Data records
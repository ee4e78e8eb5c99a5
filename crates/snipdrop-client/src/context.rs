//! Constructed-once services shared by every component.

use std::sync::Arc;

use snipdrop_core::{SnapshotOptions, SnippetService, SyncError};
use tracing::info;

use crate::cache::SnippetCache;
use crate::connection::ConnectionManager;
use crate::runner::{TaskHandle, TaskRunner};
use crate::view::{build_groups, SnippetGroups};

/// Connection, cache and runner bound to one snippet service.
///
/// Cheap to clone; clones share the same state.
#[derive(Clone)]
pub struct SyncContext {
    service: Arc<dyn SnippetService>,
    connection: Arc<ConnectionManager>,
    cache: Arc<SnippetCache>,
    runner: TaskRunner,
}

impl SyncContext {
    pub fn new(service: Arc<dyn SnippetService>, runner: TaskRunner) -> Self {
        Self {
            connection: Arc::new(ConnectionManager::new(service.clone())),
            cache: Arc::new(SnippetCache::new()),
            service,
            runner,
        }
    }

    /// Context whose tasks run on the caller's tokio runtime.
    pub fn current(service: Arc<dyn SnippetService>) -> Result<Self, SyncError> {
        Ok(Self::new(service, TaskRunner::current()?))
    }

    pub fn service(&self) -> &Arc<dyn SnippetService> {
        &self.service
    }

    pub fn connection(&self) -> &Arc<ConnectionManager> {
        &self.connection
    }

    pub fn cache(&self) -> &Arc<SnippetCache> {
        &self.cache
    }

    pub fn runner(&self) -> &TaskRunner {
        &self.runner
    }

    /// Fetch a fresh snapshot and swap it into the cache.
    ///
    /// The cache keeps its previous contents until the snapshot arrives, and
    /// is left untouched if the fetch fails. Resolves to the snapshot size.
    pub fn refresh(&self) -> TaskHandle<usize> {
        let service = self.service.clone();
        let connection = self.connection.clone();
        let cache = self.cache.clone();

        self.runner.run("refresh", async move {
            connection.connect(false).await?;
            let snippets = service.snapshot(SnapshotOptions::refresh()).await?;
            let count = snippets.len();
            cache.replace_all(snippets);
            info!("Refreshed {} snippets", count);
            Ok(count)
        })
    }

    /// Current category view of the cache.
    pub fn groups(&self) -> SnippetGroups {
        build_groups(&self.cache)
    }
}
//! Process-wide identity with the snippet service.
//!
//! The context is established lazily on the first `connect` and replaced only
//! by a forced reconnect. Concurrent callers are serialized, so repeated
//! non-forced calls reach the service at most once.

use std::sync::Arc;

use snipdrop_core::{ConnectionContext, SnippetService, SyncError, TrackedApplication};
use tokio::sync::Mutex;
use tracing::{info, instrument};

pub struct ConnectionManager {
    service: Arc<dyn SnippetService>,
    context: Mutex<Option<ConnectionContext>>,
}

impl ConnectionManager {
    pub fn new(service: Arc<dyn SnippetService>) -> Self {
        Self {
            service,
            context: Mutex::new(None),
        }
    }

    /// Return the established context, connecting first if there is none or
    /// `force` is set.
    ///
    /// On failure nothing is stored (a previous context survives a failed
    /// forced reconnect) and the error is returned to the caller.
    #[instrument(skip(self), level = "debug")]
    pub async fn connect(&self, force: bool) -> Result<ConnectionContext, SyncError> {
        let mut guard = self.context.lock().await;

        if let (Some(context), false) = (guard.as_ref(), force) {
            return Ok(context.clone());
        }

        let context = self.service.connect(TrackedApplication::local()).await?;
        info!(
            "Connected to snippet service (application {:?}, platform {:?})",
            context.application.id, context.application.platform
        );

        *guard = Some(context.clone());
        Ok(context)
    }

    /// The current context, if one has been established.
    pub async fn context(&self) -> Option<ConnectionContext> {
        self.context.lock().await.clone()
    }
}

#[cfg(test)]
mod tests {
    use super::*;
    use crate::testing::FakeService;
    use std::sync::atomic::Ordering;

    fn manager() -> (ConnectionManager, Arc<FakeService>) {
        let service = Arc::new(FakeService::default());
        (ConnectionManager::new(service.clone()), service)
    }

    #[tokio::test]
    async fn test_connect_is_idempotent() {
        let (manager, service) = manager();
        assert!(manager.context().await.is_none());

        let first = manager.connect(false).await.unwrap();
        let second = manager.connect(false).await.unwrap();

        assert_eq!(first, second);
        assert_eq!(service.connects.load(Ordering::SeqCst), 1);
        assert_eq!(manager.context().await, Some(first));
    }

    #[tokio::test]
    async fn test_force_replaces_context() {
        let (manager, service) = manager();

        let first = manager.connect(false).await.unwrap();
        let forced = manager.connect(true).await.unwrap();

        assert_ne!(first, forced);
        assert_eq!(service.connects.load(Ordering::SeqCst), 2);
        assert_eq!(manager.context().await, Some(forced));
    }

    #[tokio::test]
    async fn test_identity_descriptor() {
        let (manager, _service) = manager();
        let context = manager.connect(false).await.unwrap();
        assert_eq!(context.application.version, "unknown");
        assert_eq!(context.application.platform, snipdrop_core::Platform::current());
    }

    #[tokio::test]
    async fn test_failure_propagates_and_stores_nothing() {
        let (manager, service) = manager();
        service.fail_connect.store(true, Ordering::SeqCst);

        let result = manager.connect(false).await;
        assert!(matches!(result, Err(SyncError::Connection(_))));
        assert!(manager.context().await.is_none());

        // Next call retries
        service.fail_connect.store(false, Ordering::SeqCst);
        assert!(manager.connect(false).await.is_ok());
        assert_eq!(service.connects.load(Ordering::SeqCst), 2);
    }

    #[tokio::test]
    async fn test_failed_force_keeps_previous_context() {
        let (manager, service) = manager();
        let first = manager.connect(false).await.unwrap();

        service.fail_connect.store(true, Ordering::SeqCst);
        assert!(manager.connect(true).await.is_err());
        assert_eq!(manager.context().await, Some(first));
    }

    #[tokio::test(flavor = "multi_thread", worker_threads = 4)]
    async fn test_concurrent_connects_reach_service_once() {
        let (manager, service) = manager();
        let manager = Arc::new(manager);

        let handles: Vec<_> = (0..8)
            .map(|_| {
                let m = manager.clone();
                tokio::spawn(async move { m.connect(false).await })
            })
            .collect();

        for result in futures::future::join_all(handles).await {
            assert!(result.unwrap().is_ok());
        }
        assert_eq!(service.connects.load(Ordering::SeqCst), 1);
    }
}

## WORK TO BE COMPLETED
Please copy, exactly and with nothing else, the lines above beginning at the line that has "pub async fn context(&self)" and ending with the line that has "let service = Arc::new(FakeService::default());".

## REPLY TO THE TASK
    pub async fn context(&self) -> Option<ConnectionContext> {
        self.context.lock().await.clone()
    }
}

#[cfg(test)]
mod tests {
    use super::*;
    use crate::testing::FakeService;
    use std::sync::atomic::Ordering;

    fn manager() -> (ConnectionManager, Arc<FakeService>) {
        let service = Arc::new(FakeService::default());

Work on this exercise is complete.